Veterinarians have no silly rules about which pet insurance they will accept. It’s all fine with us! It helps, though, if you bring a copy of your claim form with you so your veterinarian doesn’t have to puzzle out what kind of paperwork you need (they’re all different).
- Your pet’s lifestyle may affect their likelihood of illness or injury, and therefore the type of insurance your pet should have (if any).
An indoor-only cat doesn’t lead a very treacherous lifestyle; by keeping your cat safely indoors, you’ve ruled out scores of illness and injuries that might otherwise affect her. On the other hand, a Labrador puppy is a furball of trouble on four legs, and you should probably plan for a lifetime of sock eating, ear infections, torn toenails, wildlife encounters, and maybe even a little jaunt out playing in traffic somewhere along the way (it happens!).

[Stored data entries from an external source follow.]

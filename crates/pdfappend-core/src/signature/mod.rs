//! Digital signatures
//!
//! A [`SignatureHandler`] supplies the cryptography: how much space to
//! reserve, which digest to run over the signed byte ranges, and how to turn
//! that digest into the bytes stored in `Contents`. Everything PDF-specific
//! (placeholders, byte ranges, patching) lives in [`orchestrator`].

pub mod field;
pub mod orchestrator;
pub mod pkcs7;
pub mod validate;

use chrono::{DateTime, Utc};
use lopdf::{Dictionary, Object, StringFormat};
use sha2::digest::DynDigest;

use crate::error::Result;

pub use field::SignatureField;
pub use orchestrator::{SigningSession, SigningState};
pub use pkcs7::Pkcs7Handler;
pub use validate::{validate_signatures, SignatureReport};

/// Largest value a `ByteRange` placeholder entry can be patched to
pub const BYTE_RANGE_PLACEHOLDER: i64 = 9_999_999_999;

/// Values written into the signature dictionary
#[derive(Debug, Clone)]
pub struct SignatureInfo {
    pub filter: String,
    pub sub_filter: String,
    pub name: Option<String>,
    pub reason: Option<String>,
    pub location: Option<String>,
    pub contact_info: Option<String>,
    pub signing_time: DateTime<Utc>,
    /// Bytes reserved for the encoded signature in `Contents`
    pub reserved: usize,
}

impl Default for SignatureInfo {
    fn default() -> Self {
        Self {
            filter: "Adobe.PPKLite".to_string(),
            sub_filter: String::new(),
            name: None,
            reason: None,
            location: None,
            contact_info: None,
            signing_time: Utc::now(),
            reserved: 0,
        }
    }
}

/// Produces and checks signature values
pub trait SignatureHandler {
    /// Fill in filter, sub-filter and the reserved size
    fn init_signature(&self, info: &mut SignatureInfo);

    /// Upper bound on the encoded signature length in bytes
    fn signature_size(&self) -> usize;

    /// Fresh digest accumulator for the signed byte ranges
    fn new_digest(&self) -> Box<dyn DynDigest>;

    /// Encode a signature over a finished digest
    fn sign(&self, info: &SignatureInfo, digest: &[u8]) -> Result<Vec<u8>>;

    /// Whether this handler understands a `SubFilter` value
    fn is_applicable(&self, sub_filter: &[u8]) -> bool;

    /// Check stored `Contents` bytes against a recomputed digest
    fn validate(&self, contents: &[u8], digest: &[u8]) -> Result<bool>;
}

/// A signature waiting to be placed into the next revision
pub struct PdfSignature {
    handler: Box<dyn SignatureHandler>,
    info: SignatureInfo,
}

impl PdfSignature {
    pub fn new(handler: impl SignatureHandler + 'static) -> Self {
        let mut info = SignatureInfo::default();
        handler.init_signature(&mut info);
        Self {
            handler: Box::new(handler),
            info,
        }
    }

    pub fn with_name(mut self, name: impl Into<String>) -> Self {
        self.info.name = Some(name.into());
        self
    }

    pub fn with_reason(mut self, reason: impl Into<String>) -> Self {
        self.info.reason = Some(reason.into());
        self
    }

    pub fn with_location(mut self, location: impl Into<String>) -> Self {
        self.info.location = Some(location.into());
        self
    }

    pub fn with_contact_info(mut self, contact: impl Into<String>) -> Self {
        self.info.contact_info = Some(contact.into());
        self
    }

    pub fn with_signing_time(mut self, time: DateTime<Utc>) -> Self {
        self.info.signing_time = time;
        self
    }

    pub fn info(&self) -> &SignatureInfo {
        &self.info
    }

    pub fn handler(&self) -> &dyn SignatureHandler {
        self.handler.as_ref()
    }

    /// Signature dictionary with placeholder `Contents` and `ByteRange`
    pub fn dictionary(&self) -> Dictionary {
        let info = &self.info;
        let mut dict = Dictionary::new();
        dict.set("Type", Object::Name(b"Sig".to_vec()));
        dict.set("Filter", Object::Name(info.filter.as_bytes().to_vec()));
        dict.set("SubFilter", Object::Name(info.sub_filter.as_bytes().to_vec()));

        for (key, value) in [
            ("Name", &info.name),
            ("Reason", &info.reason),
            ("Location", &info.location),
            ("ContactInfo", &info.contact_info),
        ] {
            if let Some(value) = value {
                dict.set(key, text_string(value));
            }
        }

        dict.set(
            "M",
            Object::String(pdf_date(&info.signing_time).into_bytes(), StringFormat::Literal),
        );
        dict.set(
            "Contents",
            Object::String(vec![0; info.reserved], StringFormat::Hexadecimal),
        );
        dict.set("ByteRange", byte_range_placeholder(1));
        dict
    }
}

/// `[0 9999999999 ...]` with room for `signatures + 1` covered ranges
pub fn byte_range_placeholder(signatures: usize) -> Object {
    let mut entries = vec![Object::Integer(0)];
    entries.extend((1..2 * (signatures + 1)).map(|_| Object::Integer(BYTE_RANGE_PLACEHOLDER)));
    Object::Array(entries)
}

/// Render `(offset, length)` pairs as a PDF integer array
pub fn render_byte_range(ranges: &[(usize, usize)]) -> String {
    let values: Vec<String> = ranges
        .iter()
        .flat_map(|(offset, length)| [offset.to_string(), length.to_string()])
        .collect();
    format!("[{}]", values.join(" "))
}

/// PDF date string, `D:YYYYMMDDHHmmSS+00'00'`
pub fn pdf_date(time: &DateTime<Utc>) -> String {
    time.format("D:%Y%m%d%H%M%S+00'00'").to_string()
}

/// Literal string, or UTF-16BE with BOM when the text is not ASCII
pub fn text_string(text: &str) -> Object {
    if text.is_ascii() {
        Object::String(text.as_bytes().to_vec(), StringFormat::Literal)
    } else {
        let mut bytes = vec![0xFE, 0xFF];
        for unit in text.encode_utf16() {
            bytes.extend_from_slice(&unit.to_be_bytes());
        }
        Object::String(bytes, StringFormat::Hexadecimal)
    }
}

Some companies also offer coverage for exotic pets. Again, consider your pet’s lifestyle: Are they likely to be injured? An adventurous parrot whose flight feathers are not clipped can find himself in quite a lot of trouble, whereas a hamster’s life is generally far less perilous. Would the cost of treatment for an exotic pet affect your willingness to bring them to the vet if they become seriously ill?
- You might be better served by saving up an “emergency fund” and skipping the insurance.

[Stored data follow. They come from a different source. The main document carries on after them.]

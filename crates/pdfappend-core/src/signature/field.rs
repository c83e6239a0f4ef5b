//! Signature form fields and their appearance

use lopdf::{Dictionary, Object, ObjectId, Stream};

use super::{text_string, PdfSignature};

/// Replace characters that cannot appear in a WinAnsi text operand
fn escape_content_string(s: &str) -> String {
    s.chars()
        .map(|c| match c {
            '(' => "\\(".to_string(),
            ')' => "\\)".to_string(),
            '\\' => "\\\\".to_string(),
            _ if c.is_ascii() && !c.is_ascii_control() => c.to_string(),
            _ => "?".to_string(),
        })
        .collect()
}

/// A visible signature field to be placed on a page
pub struct SignatureField {
    pub name: String,
    /// `[x, y, width, height]` in PDF user space
    pub rect: [f64; 4],
    pub signature: Option<PdfSignature>,
}

impl SignatureField {
    /// Field in the bottom-left corner, 200x50 points
    pub fn new(name: impl Into<String>) -> Self {
        Self {
            name: name.into(),
            rect: [10.0, 10.0, 200.0, 50.0],
            signature: None,
        }
    }

    pub fn with_rect(mut self, rect: [f64; 4]) -> Self {
        self.rect = rect;
        self
    }

    pub fn with_signature(mut self, signature: PdfSignature) -> Self {
        self.signature = Some(signature);
        self
    }

    /// Annotation rectangle as `[llx lly urx ury]`
    pub fn annotation_rect(&self) -> Object {
        let [x, y, width, height] = self.rect;
        Object::Array(vec![
            Object::Real(x as f32),
            Object::Real(y as f32),
            Object::Real((x + width) as f32),
            Object::Real((y + height) as f32),
        ])
    }

    /// Widget annotation merged with its signature field
    pub fn widget(&self, signature: ObjectId, appearance: ObjectId, page: ObjectId) -> Dictionary {
        let mut widget = Dictionary::new();
        widget.set("Type", Object::Name(b"Annot".to_vec()));
        widget.set("Subtype", Object::Name(b"Widget".to_vec()));
        widget.set("FT", Object::Name(b"Sig".to_vec()));
        widget.set("T", text_string(&self.name));
        widget.set("V", Object::Reference(signature));
        widget.set("Rect", self.annotation_rect());
        // Print
        widget.set("F", Object::Integer(4));
        widget.set("P", Object::Reference(page));

        let mut appearances = Dictionary::new();
        appearances.set("N", Object::Reference(appearance));
        widget.set("AP", Object::Dictionary(appearances));
        widget
    }

    /// Normal appearance: a framed box with the signer name and reason
    pub fn appearance_stream(&self, signer: &str, reason: Option<&str>) -> Stream {
        let width = self.rect[2].abs();
        let height = self.rect[3].abs();

        let font_size = (height * 0.25).clamp(6.0, 10.0);
        let line1_y = height - font_size - 2.0;

        let content = format!(
            "q\n\
0.9 0.95 1 rg\n\
0 0 {w} {h} re f\n\
0.2 0.4 0.8 RG\n\
1 w\n\
0.5 0.5 {w2} {h2} re S\n\
0 0 0 rg\n\
BT\n\
/F1 {fs} Tf\n\
4 {y1} Td\n\
(Signed by {signer}) Tj\n\
0 -{fs2} Td\n\
({reason}) Tj\n\
ET\n\
Q",
            w = width,
            h = height,
            w2 = width - 1.0,
            h2 = height - 1.0,
            fs = font_size,
            y1 = line1_y,
            fs2 = font_size + 2.0,
            signer = escape_content_string(signer),
            reason = escape_content_string(reason.unwrap_or("")),
        );

        let mut dict = Dictionary::new();
        dict.set("Type", Object::Name(b"XObject".to_vec()));
        dict.set("Subtype", Object::Name(b"Form".to_vec()));
        dict.set("FormType", Object::Integer(1));
        dict.set(
            "BBox",
            Object::Array(vec![
                Object::Integer(0),
                Object::Integer(0),
                Object::Real(width as f32),
                Object::Real(height as f32),
            ]),
        );

        let mut font = Dictionary::new();
        font.set("Type", Object::Name(b"Font".to_vec()));
        font.set("Subtype", Object::Name(b"Type1".to_vec()));
        font.set("BaseFont", Object::Name(b"Helvetica".to_vec()));
        let mut fonts = Dictionary::new();
        fonts.set("F1", Object::Dictionary(font));
        let mut resources = Dictionary::new();
        resources.set("Font", Object::Dictionary(fonts));
        dict.set("Resources", Object::Dictionary(resources));

        Stream::new(dict, content.into_bytes())
    }
}

/// Fresh AcroForm holding one field
pub fn acroform_with(field: ObjectId) -> Dictionary {
    let mut acroform = Dictionary::new();
    acroform.set("Fields", Object::Array(vec![Object::Reference(field)]));
    // SignaturesExist | AppendOnly
    acroform.set("SigFlags", Object::Integer(3));
    acroform
}

/// Field name that does not clash with `existing`
pub fn unique_field_name(base: &str, existing: &[Vec<u8>]) -> String {
    if !existing.iter().any(|name| name.as_slice() == base.as_bytes()) {
        return base.to_string();
    }
    (2..)
        .map(|n| format!("{}_{}", base, n))
        .find(|candidate| !existing.iter().any(|name| name.as_slice() == candidate.as_bytes()))
        .unwrap_or_else(|| base.to_string())
}

/// Field names (`T`) of the given field dictionaries
pub fn field_names<'a>(fields: impl Iterator<Item = &'a Dictionary>) -> Vec<Vec<u8>> {
    fields
        .filter_map(|field| match field.get(b"T") {
            Ok(Object::String(name, _)) => Some(name.clone()),
            _ => None,
        })
        .collect()
}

If you are a person who can stick with a budget and is generally responsible about your finances, the best course of action is to save up an emergency fund BEFORE you adopt a pet, so that you can proceed confidently knowing you are ready for anything. An emergency fund of $1000 – $2000 is a reasonable goal, and with over $3000 you can comfortably cover the initial cost of just about any trouble your pet may run into.
Do these amounts sound terribly high? If that is the case, pet insurance may be a good choice for you, taking down your expenses to something along the lines of $20 – $50 per month. But hey – if you saved that $50 per month, you’d have a generous emergency fund all set in a few years.

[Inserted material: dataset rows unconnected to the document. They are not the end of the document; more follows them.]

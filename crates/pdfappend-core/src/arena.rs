//! Arena-qualified object handles
//!
//! The appender works on three object graphs at once: the read-only
//! baseline parse, the mutable working parse of the same bytes, and an arena
//! of foreign objects (constructed by the caller or imported from another
//! document). A [`Handle`] names an object together with the graph it lives
//! in, so identity is always `(arena, id)` and never a bare object number.

use std::collections::BTreeMap;

use lopdf::{Document, Object, ObjectId};

use crate::error::{AppendError, Result};

#[derive(Debug, Clone, Copy, PartialEq, Eq, Hash, PartialOrd, Ord)]
pub enum Arena {
    Baseline,
    Working,
    Foreign,
}

/// An object reference qualified by its owning graph
#[derive(Debug, Clone, Copy, PartialEq, Eq, Hash, PartialOrd, Ord)]
pub struct Handle {
    pub arena: Arena,
    pub id: ObjectId,
}

impl Handle {
    pub fn baseline(id: ObjectId) -> Self {
        Self {
            arena: Arena::Baseline,
            id,
        }
    }

    pub fn working(id: ObjectId) -> Self {
        Self {
            arena: Arena::Working,
            id,
        }
    }

    pub fn foreign(id: ObjectId) -> Self {
        Self {
            arena: Arena::Foreign,
            id,
        }
    }

    /// The same object number in the working graph
    ///
    /// Baseline handles are read-only; edits go to the working copy.
    pub fn editable(self) -> Self {
        match self.arena {
            Arena::Baseline => Self::working(self.id),
            _ => self,
        }
    }

    /// A reference usable inside objects of the working or foreign graphs
    pub fn reference(self) -> Object {
        Object::Reference(self.id)
    }
}

/// Objects that exist in neither parse of the original bytes
///
/// Ids are temporary: they are drawn from the working document's id counter
/// so they never collide with working objects, and they are replaced by
/// final numbers when the revision is assembled.
#[derive(Debug, Default, Clone)]
pub struct ForeignArena {
    objects: BTreeMap<ObjectId, Object>,
}

impl ForeignArena {
    pub fn new() -> Self {
        Self::default()
    }

    pub fn insert(&mut self, id: ObjectId, object: Object) {
        self.objects.insert(id, object);
    }

    pub fn contains(&self, id: ObjectId) -> bool {
        self.objects.contains_key(&id)
    }

    pub fn get(&self, id: ObjectId) -> Option<&Object> {
        self.objects.get(&id)
    }

    pub fn get_mut(&mut self, id: ObjectId) -> Option<&mut Object> {
        self.objects.get_mut(&id)
    }

    pub fn len(&self) -> usize {
        self.objects.len()
    }

    pub fn is_empty(&self) -> bool {
        self.objects.is_empty()
    }
}

/// Read access to all three graphs with arena-aware reference resolution
#[derive(Clone, Copy)]
pub struct Graphs<'a> {
    pub baseline: &'a Document,
    pub working: &'a Document,
    pub foreign: &'a ForeignArena,
}

impl<'a> Graphs<'a> {
    pub fn new(baseline: &'a Document, working: &'a Document, foreign: &'a ForeignArena) -> Self {
        Self {
            baseline,
            working,
            foreign,
        }
    }

    /// Look up the object behind a handle
    pub fn resolve(&self, handle: Handle) -> Option<&'a Object> {
        match handle.arena {
            Arena::Baseline => self.baseline.objects.get(&handle.id),
            Arena::Working => self.working.objects.get(&handle.id),
            Arena::Foreign => self.foreign.get(handle.id),
        }
    }

    pub fn resolve_required(&self, handle: Handle) -> Result<&'a Object> {
        self.resolve(handle)
            .ok_or(AppendError::ObjectNotFound(handle.id.0, handle.id.1))
    }

    /// Handle for a reference found inside an object owned by `parent`
    ///
    /// Baseline objects only ever point into the baseline. Working and
    /// foreign objects share one id space: foreign ids are never handed out
    /// to working objects, so membership in the arena decides.
    pub fn child(&self, parent: Arena, id: ObjectId) -> Handle {
        match parent {
            Arena::Baseline => Handle::baseline(id),
            Arena::Working | Arena::Foreign => {
                if self.foreign.contains(id) {
                    Handle::foreign(id)
                } else {
                    Handle::working(id)
                }
            }
        }
    }

    /// Follow a reference one level, returning the direct object and the
    /// handle it came from (if it was indirect)
    pub fn deref(&self, owner: Arena, object: &'a Object) -> (Option<Handle>, Option<&'a Object>) {
        match object {
            Object::Reference(id) => {
                let handle = self.child(owner, *id);
                (Some(handle), self.resolve(handle))
            }
            direct => (None, Some(direct)),
        }
    }
}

If this all sounds entirely out of reach, we hope you will honestly consider whether now is the right time for you to adopt a pet. When you adopt a pet, you take on a responsibility for their care, no matter what life brings. As veterinarians, we wish the question of money was never an issue, but for many pet owners, it becomes a deciding factor. We hope you never find yourself in that terribly difficult situation, because it’s one we don’t want to face either!
Still overwhelmed? Call, email, or visit your vet – they can help you decide the best course of action. You may also find the resources below helpful (current as of 2014).
PetInsuranceReview.com – An unbiased review of US and Canadian pet insurance companies (see the left sidebar for links to a summary of each insurer)
PetPlan – The world’s largest pet insurance provider. Offers indemnity and major medical insurance. Hereditary conditions are covered.
Healthy Paws Insurance – Offers indemnity insurance only. Hereditary conditions are covered, except hip dysplasia in dogs who enroll after age six. No payout limits apply.
Pets Best – Offers indemnity and major medical insurance. Hereditary conditions have limited coverage.
Trupanion – Offers indemnity insurance only. Hereditary conditions are covered. Hip dysplasia is covered. No payout limits apply.
AKC Pet HealthCare – Offers indemnity and major medical insurance. Hereditary conditions are not covered.
Embrace – Offers indemnity and major medical insurance. Hereditary conditions may be covered.
PetFirst Healthcare – Offers indemnity and major medical insurance. Hereditary conditions may be covered. Addition of the chronic coverage rider is recommended.
VPI – The first and largest US-based pet insurance provider. Offers indemnity and major medical insurance. Hereditary conditions may be covered.
24 PetWatch – Offers indemnity insurance only. Hereditary conditions may be covered.
PurinaCare – Offers indemnity and major medical insurance.
ASPCA Pet Health Insurance – Offers indemnity and major medical insurance. Hereditary conditions may be covered.
Protect Your Bubble – Offers indemnity and major medical insurance. Hereditary conditions may be covered.
Pet Premium – Offers indemnity and major medical insurance. Hereditary conditions may be covered.